豊永 今まで本当にいろんなタイミングで、いろんな可能性があったと思うんです。でもその中で春までHKT48でいるっていう選択をしてくださって。奈子ちゃんがいろんな分野から持ち帰ってきてくれたものの大きさは日々すごく感じているし、「そんな奈子ちゃんが卒業しちゃうHKT48はどうなっちゃうのかな……」という思いもあります。でも奈子ちゃんが卒業するまでに、「これからのHKT48はこうなっていくんだ」っていう形を見せていかないといけないし、それをやるのは残った私たちだと思っていて。奈子ちゃんは韓国に行って、新たな挑戦をして、私たちが知らないいろんなことがあったと思うんですけど、そこから持ち帰ってきてくれたものをすごく丁寧に教えてくれるんです。そんな奈子ちゃんがいなくなった後、そこに対してどういうHKT48にしていけるのかっていうのが、今の課題だなと思っています。奈子ちゃんとの印象的な話があって、周年のコンサートの後、私が無意識に気負いすぎていたのか、涙が止まらなくなっちゃったんです。そうしたら奈子ちゃんが隣でずっと話を聞いてくれて。「すごく頼りにしていたから」って言ってくれて、すごく救われたんですよね。なので、奈子ちゃんとは最後まで、美久ちゃんとは違う位置から支え合えるような、お互いのちょっとした原動力になれるような存在に追いつけるように頑張りたいなと思いました。

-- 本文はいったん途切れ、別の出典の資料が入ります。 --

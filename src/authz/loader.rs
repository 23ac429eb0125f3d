//! Bridges the relational store and the pure engine: builds `Principal`
//! and `Directory` snapshots, and performs the one authorization-adjacent
//! mutation (`assign_roles`) with its cache-invalidation contract.

use std::collections::{HashMap, HashSet};
use std::sync::Mutex;
use std::time::{Duration, Instant};

use sqlx::{Row, SqlitePool};
use uuid::Uuid;

use crate::hierarchy::{DepartmentArena, DeptNode};

use super::principal::{Directory, Principal, UserRecord};

/// Read-through cache of resolved principals. Any mutation to role or
/// permission assignments must invalidate the affected entry (or clear the
/// whole cache) before the mutating call returns.
#[derive(Debug)]
pub struct PermissionCache {
    ttl: Duration,
    entries: Mutex<HashMap<Uuid, (Instant, Principal)>>,
}

impl PermissionCache {
    pub fn new(ttl: Duration) -> Self {
        Self {
            ttl,
            entries: Mutex::new(HashMap::new()),
        }
    }

    fn get(&self, user_id: Uuid) -> Option<Principal> {
        let entries = self.entries.lock().ok()?;
        let (cached_at, principal) = entries.get(&user_id)?;
        if cached_at.elapsed() < self.ttl {
            Some(principal.clone())
        } else {
            None
        }
    }

    fn put(&self, principal: Principal) {
        if let Ok(mut entries) = self.entries.lock() {
            entries.insert(principal.user_id, (Instant::now(), principal));
        }
    }

    pub fn invalidate(&self, user_id: Uuid) {
        if let Ok(mut entries) = self.entries.lock() {
            entries.remove(&user_id);
        }
    }

    pub fn clear(&self) {
        if let Ok(mut entries) = self.entries.lock() {
            entries.clear();
        }
    }
}

fn parse_uuid(value: &str) -> Uuid {
    Uuid::parse_str(value).unwrap_or_default()
}

/// Resolve a user into a `Principal`: their role names plus the union of
/// those roles' permissions. Returns `Ok(None)` for unknown or deactivated
/// users - a dangling token never grants access and never errors.
pub async fn load_principal(
    pool: &SqlitePool,
    cache: &PermissionCache,
    user_id: Uuid,
) -> Result<Option<Principal>, sqlx::Error> {
    if let Some(principal) = cache.get(user_id) {
        return Ok(Some(principal));
    }

    let Some(row) = sqlx::query(
        "SELECT id, department_id, active FROM users WHERE id = ? AND deleted_at IS NULL",
    )
    .bind(user_id.to_string())
    .fetch_optional(pool)
    .await?
    else {
        return Ok(None);
    };

    let active: bool = row.get("active");
    if !active {
        return Ok(None);
    }

    let department_id: Option<String> = row.get("department_id");

    let role_rows = sqlx::query(
        r#"
        SELECT r.name
        FROM roles r
        INNER JOIN user_roles ur ON r.id = ur.role_id
        WHERE ur.user_id = ? AND r.active = 1
        "#,
    )
    .bind(user_id.to_string())
    .fetch_all(pool)
    .await?;

    let perm_rows = sqlx::query(
        r#"
        SELECT DISTINCT p.name
        FROM permissions p
        INNER JOIN role_permissions rp ON p.id = rp.permission_id
        INNER JOIN user_roles ur ON rp.role_id = ur.role_id
        INNER JOIN roles r ON r.id = ur.role_id
        WHERE ur.user_id = ? AND r.active = 1
        "#,
    )
    .bind(user_id.to_string())
    .fetch_all(pool)
    .await?;

    let mut principal = Principal::new(user_id)
        .with_roles(role_rows.iter().map(|r| r.get::<String, _>("name")))
        .with_permissions(perm_rows.iter().map(|r| r.get::<String, _>("name")));
    principal.department_id = department_id.as_deref().map(parse_uuid);

    cache.put(principal.clone());
    Ok(Some(principal))
}

/// Snapshot the department forest, the user directory, and the
/// role-permission store in one pass.
pub async fn load_directory(pool: &SqlitePool) -> Result<Directory, sqlx::Error> {
    let dept_rows = sqlx::query(
        "SELECT id, name, code, parent_id, manager_id, active FROM departments WHERE deleted_at IS NULL",
    )
    .fetch_all(pool)
    .await?;

    let arena = DepartmentArena::from_nodes(dept_rows.iter().map(|row| DeptNode {
        id: parse_uuid(row.get::<&str, _>("id")),
        name: row.get("name"),
        code: row.get("code"),
        parent_id: row.get::<Option<String>, _>("parent_id").as_deref().map(parse_uuid),
        manager_id: row.get::<Option<String>, _>("manager_id").as_deref().map(parse_uuid),
        active: row.get("active"),
    }));

    let user_rows = sqlx::query(
        "SELECT id, name, email, department_id, active FROM users WHERE deleted_at IS NULL",
    )
    .fetch_all(pool)
    .await?;

    let mut users: HashMap<Uuid, UserRecord> = user_rows
        .iter()
        .map(|row| {
            let id = parse_uuid(row.get::<&str, _>("id"));
            (
                id,
                UserRecord {
                    id,
                    name: row.get("name"),
                    email: row.get("email"),
                    department_id: row
                        .get::<Option<String>, _>("department_id")
                        .as_deref()
                        .map(parse_uuid),
                    active: row.get("active"),
                    roles: HashSet::new(),
                },
            )
        })
        .collect();

    let user_role_rows = sqlx::query(
        r#"
        SELECT ur.user_id, r.name
        FROM user_roles ur
        INNER JOIN roles r ON r.id = ur.role_id
        WHERE r.active = 1
        "#,
    )
    .fetch_all(pool)
    .await?;

    for row in &user_role_rows {
        let user_id = parse_uuid(row.get::<&str, _>("user_id"));
        if let Some(user) = users.get_mut(&user_id) {
            user.roles.insert(row.get("name"));
        }
    }

    let grant_rows = sqlx::query(
        r#"
        SELECT r.name AS role_name, p.name AS permission_name
        FROM role_permissions rp
        INNER JOIN roles r ON r.id = rp.role_id
        INNER JOIN permissions p ON p.id = rp.permission_id
        WHERE r.active = 1
        "#,
    )
    .fetch_all(pool)
    .await?;

    let mut role_grants: HashMap<String, HashSet<String>> = HashMap::new();
    for row in &grant_rows {
        role_grants
            .entry(row.get("role_name"))
            .or_default()
            .insert(row.get("permission_name"));
    }

    Ok(Directory {
        departments: arena,
        users,
        role_grants,
    })
}

/// Replace a user's role set. Enforces the role-only policy by stripping
/// any direct permission grants in the same transaction, and invalidates
/// the principal cache before returning. Persistence failures are logged
/// and reported as `false`, never propagated - the caller must check the
/// boolean.
pub async fn assign_roles(
    pool: &SqlitePool,
    cache: &PermissionCache,
    user_id: Uuid,
    role_ids: &[Uuid],
) -> bool {
    let result: Result<(), sqlx::Error> = async {
        let mut tx = pool.begin().await?;

        // Role-only policy: no permission may live on the user directly.
        sqlx::query("DELETE FROM user_permissions WHERE user_id = ?")
            .bind(user_id.to_string())
            .execute(&mut *tx)
            .await?;

        sqlx::query("DELETE FROM user_roles WHERE user_id = ?")
            .bind(user_id.to_string())
            .execute(&mut *tx)
            .await?;

        let now = chrono::Utc::now();
        for role_id in role_ids {
            sqlx::query("INSERT INTO user_roles (user_id, role_id, created_at) VALUES (?, ?, ?)")
                .bind(user_id.to_string())
                .bind(role_id.to_string())
                .bind(now)
                .execute(&mut *tx)
                .await?;
        }

        tx.commit().await
    }
    .await;

    cache.invalidate(user_id);

    match result {
        Ok(()) => true,
        Err(err) => {
            tracing::error!(%user_id, "role assignment failed: {err}");
            false
        }
    }
}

■すごく良い話ですね。矢吹さんが韓国から帰ってきて教えてくれたものという話も出ましたが、そういう意味でも矢吹さんからグループが得たものは大きかったですか?

豊永 すごく大きかったと思います。「持って帰ってきてくれたもの」と言うと、技術的なものを想像するかもしれないんですけど、私的にはそういう部分だけじゃなく、今までHKT48に触れてこなかった人たちの目を向けてくれたことがすごく大きいなと思っていて。どう精一杯頑張っても届かない層っていうのはあると思うんですけど、それを奈子ちゃんが連れてきてくださった部分もあって。HKT48の中でも、奈子ちゃんを見たいお客さんがいっぱいいたと思うんです。それを「HKT48が好き」っていうところまでにするのはHKT48の仕事で。奈子ちゃんがいなくなった後にその結果が出ると思うから、それに応えたいなと思います。

■田中さんは矢吹さんと近くで過ごしてきて、強く影響を受けた瞬間ってありましたか?

田中 奈子が韓国から帰ってきた時ですね。お互いに別々の道で頑張っていた2年半を経て、あらためて会った時に、「なこみく」じゃなくて、「矢吹奈子と田中美久」になっている感じがしたんです。そこからまた一緒に手を取り合って頑張っていっている感じがして、お互いが成長できていていいなと感じました。

豊永 それは見ていてもすごく思いました。やっぱりHKT48の中でも、あの2年半は「さくちゃん(宮脇咲良)と奈子ちゃんがいない期間」って切り取られてしまうことが多いんですけど、その間のHKT48を引っ張ってくれていたのは美久ちゃんだったなって思っていて。自分がキャプテンになった今になって、「あの時は美久ちゃんがやってくれていたんだな」というのを感じますし、それを経て奈子ちゃんが戻ってきた時も「奈子ちゃんと美久ちゃん」って感じで。対等なんだけどセットじゃないっていう感じがカッコいいなと思いながらずっと見ていました。